The other provider singled out for long-term good performance was Aon Russell Lifepoints, which Murphy called one of the most consistent performers across all categories. Aon Russell schemes were the best in the conservative, moderate, and balanced classes, with after-fees returns of 7.5 percent, 8.2 percent, and 8.9 percent respectively.
Milford is the 10th biggest provider with $1.4 billion under management; Aon is 12th, with $537.8 million.
ANZ Bank New Zealand is the largest provider with $12.92 billion under management, or 24.9 percent. Its after-fees returns beat the average in most classes, although the conservative scheme charged a higher average fee.
ASB Bank is the second biggest provider with $9.41 billion under management, or 18.2 percent of the market. Its 10-year performances are largely middle-of-the-pack, although it offers the lowest fees among default providers, and among moderate and growth schemes. In balanced and conservative schemes, its fees are second lowest, higher only than industry disrupter Simplicity.
Simplicity was founded by former Tower Investments head Sam Stubs and is run as a not-for-profit. It pitches itself as a cheaper alternative, relying on passive investing to bring fees down. Passive investors basically follow major indexes, so don’t need people drawing potentially expensive salaries and making active investment decisions.
Since its launch in 2016, Simplicity has built $453.5 million of assets under management, or 0.9 percent of the market, ranking 13th in size out of 16 providers.
Meanwhile, in a separate report, fund manager AMP Capital noted the resilience of local equities due to the traditional dividend focus of NZX investors, which has helped attract yield-hungry, exchange-traded funds.

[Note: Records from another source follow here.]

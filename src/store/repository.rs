//! In-process connection registry.

use std::collections::HashMap;

use chrono::Utc;
use tokio::sync::RwLock;

use super::types::{
    CloneConnection, Connection, ConnectionTarget, ConnectionUpdate, NewConnection, TargetUpdate,
};
use super::validation::{
    normalize_placeholders, validate_custom_placeholders, validate_external_properties,
};
use crate::placeholder::{CustomPlaceholder, ExternalProperty};
use crate::{FeedhookError, Result};

fn new_id() -> String {
    uuid::Uuid::new_v4().to_string()
}

fn validate_name(name: &str) -> Result<String> {
    let name = name.trim();
    if name.is_empty() {
        return Err(FeedhookError::Validation(
            "name must not be empty".to_string(),
        ));
    }
    Ok(name.to_string())
}

fn validate_target(target: &ConnectionTarget) -> Result<()> {
    match target {
        ConnectionTarget::Channel { channel_id } if channel_id.trim().is_empty() => Err(
            FeedhookError::Validation("channel id must not be empty".to_string()),
        ),
        ConnectionTarget::Webhook { webhook_id, token }
            if webhook_id.trim().is_empty() || token.trim().is_empty() =>
        {
            Err(FeedhookError::Validation(
                "webhook id and token must not be empty".to_string(),
            ))
        }
        _ => Ok(()),
    }
}

/// Resolve a target update against the current target.
fn apply_target_update(current: &ConnectionTarget, update: TargetUpdate) -> Result<ConnectionTarget> {
    let target = match update {
        TargetUpdate::Channel { channel_id } => ConnectionTarget::channel(channel_id.trim()),
        TargetUpdate::Webhook {
            webhook_id,
            token: Some(token),
        } => ConnectionTarget::webhook(webhook_id.trim(), token.trim()),
        TargetUpdate::Webhook {
            webhook_id,
            token: None,
        } => match current {
            ConnectionTarget::Webhook { token, .. } => {
                ConnectionTarget::webhook(webhook_id.trim(), token.clone())
            }
            ConnectionTarget::Channel { .. } => {
                return Err(FeedhookError::Validation(
                    "webhook token is required when switching to a webhook".to_string(),
                ))
            }
        },
    };
    validate_target(&target)?;
    Ok(target)
}

/// Copy placeholders with fresh placeholder and step ids.
fn fresh_placeholders(placeholders: &[CustomPlaceholder]) -> Vec<CustomPlaceholder> {
    placeholders
        .iter()
        .map(|placeholder| {
            let mut copy = placeholder.clone();
            copy.id = new_id();
            for step in &mut copy.steps {
                step.id = new_id();
            }
            copy
        })
        .collect()
}

fn fresh_external_properties(properties: &[ExternalProperty]) -> Vec<ExternalProperty> {
    properties
        .iter()
        .map(|property| ExternalProperty {
            id: new_id(),
            ..property.clone()
        })
        .collect()
}

/// Registry of connections, keyed by connection id.
#[derive(Debug, Default)]
pub struct ConnectionStore {
    connections: RwLock<HashMap<String, Connection>>,
}

impl ConnectionStore {
    pub fn new() -> Self {
        Self::default()
    }

    /// Create a connection with no definitions.
    pub async fn create(&self, new: NewConnection) -> Result<Connection> {
        let name = validate_name(&new.name)?;
        validate_target(&new.target)?;

        let now = Utc::now();
        let connection = Connection {
            id: new_id(),
            feed_id: new.feed_id,
            name,
            target: new.target,
            custom_placeholders: vec![],
            external_properties: vec![],
            created_at: now,
            updated_at: now,
        };

        self.connections
            .write()
            .await
            .insert(connection.id.clone(), connection.clone());
        tracing::info!(
            "Created connection {} for feed {}",
            connection.id,
            connection.feed_id
        );
        Ok(connection)
    }

    /// Get a connection of `feed_id` by id.
    pub async fn get(&self, feed_id: &str, id: &str) -> Result<Connection> {
        self.connections
            .read()
            .await
            .get(id)
            .filter(|c| c.feed_id == feed_id)
            .cloned()
            .ok_or_else(|| FeedhookError::NotFound("connection".to_string()))
    }

    /// List the connections of a feed, oldest first.
    pub async fn list_by_feed(&self, feed_id: &str) -> Vec<Connection> {
        let mut connections: Vec<Connection> = self
            .connections
            .read()
            .await
            .values()
            .filter(|c| c.feed_id == feed_id)
            .cloned()
            .collect();
        connections.sort_by(|a, b| a.created_at.cmp(&b.created_at).then(a.id.cmp(&b.id)));
        connections
    }

    /// Rename or retarget a connection.
    ///
    /// Nothing changes unless every given field is valid.
    pub async fn update(
        &self,
        feed_id: &str,
        id: &str,
        update: ConnectionUpdate,
    ) -> Result<Connection> {
        let name = update.name.as_deref().map(validate_name).transpose()?;

        let mut connections = self.connections.write().await;
        let connection = connections
            .get_mut(id)
            .filter(|c| c.feed_id == feed_id)
            .ok_or_else(|| FeedhookError::NotFound("connection".to_string()))?;

        let target = update
            .target
            .map(|target| apply_target_update(&connection.target, target))
            .transpose()?;

        if let Some(name) = name {
            connection.name = name;
        }
        if let Some(target) = target {
            connection.target = target;
        }
        connection.updated_at = Utc::now();
        tracing::info!("Updated connection {}", id);
        Ok(connection.clone())
    }

    /// Copy a connection, its definitions included.
    ///
    /// Definitions are deep-copied with fresh ids. `channel_id` replaces the
    /// delivery channel of the copy.
    pub async fn clone_connection(
        &self,
        feed_id: &str,
        id: &str,
        options: CloneConnection,
    ) -> Result<Connection> {
        let name = validate_name(&options.name)?;
        let source = self.get(feed_id, id).await?;

        let target = match options.channel_id {
            Some(channel_id) => {
                let target = ConnectionTarget::channel(channel_id);
                validate_target(&target)?;
                target
            }
            None => source.target.clone(),
        };

        let now = Utc::now();
        let copy = Connection {
            id: new_id(),
            feed_id: source.feed_id.clone(),
            name,
            target,
            custom_placeholders: fresh_placeholders(&source.custom_placeholders),
            external_properties: fresh_external_properties(&source.external_properties),
            created_at: now,
            updated_at: now,
        };

        self.connections
            .write()
            .await
            .insert(copy.id.clone(), copy.clone());
        tracing::info!("Cloned connection {} into {}", source.id, copy.id);
        Ok(copy)
    }

    /// Delete a connection.
    pub async fn delete(&self, feed_id: &str, id: &str) -> Result<()> {
        let mut connections = self.connections.write().await;
        match connections.get(id) {
            Some(c) if c.feed_id == feed_id => {
                connections.remove(id);
                tracing::info!("Deleted connection {}", id);
                Ok(())
            }
            _ => Err(FeedhookError::NotFound("connection".to_string())),
        }
    }

    /// Replace a connection's custom placeholders.
    ///
    /// New or edited patterns have their `\n` escapes normalized first. The
    /// whole batch is rejected if any placeholder is invalid.
    pub async fn save_custom_placeholders(
        &self,
        feed_id: &str,
        id: &str,
        placeholders: Vec<CustomPlaceholder>,
    ) -> Result<Connection> {
        let mut connections = self.connections.write().await;
        let connection = connections
            .get_mut(id)
            .filter(|c| c.feed_id == feed_id)
            .ok_or_else(|| FeedhookError::NotFound("connection".to_string()))?;

        let placeholders = normalize_placeholders(placeholders, &connection.custom_placeholders);
        validate_custom_placeholders(&placeholders).into_result()?;

        connection.custom_placeholders = placeholders;
        connection.updated_at = Utc::now();
        tracing::info!(
            "Saved {} custom placeholders for connection {}",
            connection.custom_placeholders.len(),
            id
        );
        Ok(connection.clone())
    }

    /// Replace a connection's external properties.
    pub async fn save_external_properties(
        &self,
        feed_id: &str,
        id: &str,
        properties: Vec<ExternalProperty>,
    ) -> Result<Connection> {
        validate_external_properties(&properties).into_result()?;

        let mut connections = self.connections.write().await;
        let connection = connections
            .get_mut(id)
            .filter(|c| c.feed_id == feed_id)
            .ok_or_else(|| FeedhookError::NotFound("connection".to_string()))?;

        connection.external_properties = properties
            .into_iter()
            .map(|p| ExternalProperty {
                source_field: p.source_field.trim().to_string(),
                css_selector: p.css_selector.trim().to_string(),
                ..p
            })
            .collect();
        connection.updated_at = Utc::now();
        tracing::info!(
            "Saved {} external properties for connection {}",
            connection.external_properties.len(),
            id
        );
        Ok(connection.clone())
    }
}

Head of investment Greg Fleming said steady inflows from KiwiSaver funds promoted bargain-hunting and also supported the local market. Rising interest rates may have a disproportionate impact on NZX-listed stocks, by undermining the attraction of those dividend yields, he said.
“The domestic market is expensive on traditional measures and has been seen as a suitable destination for global yield-seeking investors,” he said. “Cuts to the dividends paid by major New Zealand corporations would only risk reinforcing the signal that critical fundamentals are changing.”
New Zealand’s benchmark S&P/NZX 50 index hit a record in the September quarter. The new quarter has seen heightened volatility across international financial markets as investors question the pace of global growth and as the world’s major central banks start raising interest rates.
The NZX 50 is the best performing major index across Asia Pacific in the year-to-date, up 2.6 percent, although Fleming doesn’t expect New Zealand equities to keep outperforming their international peers over the next three years.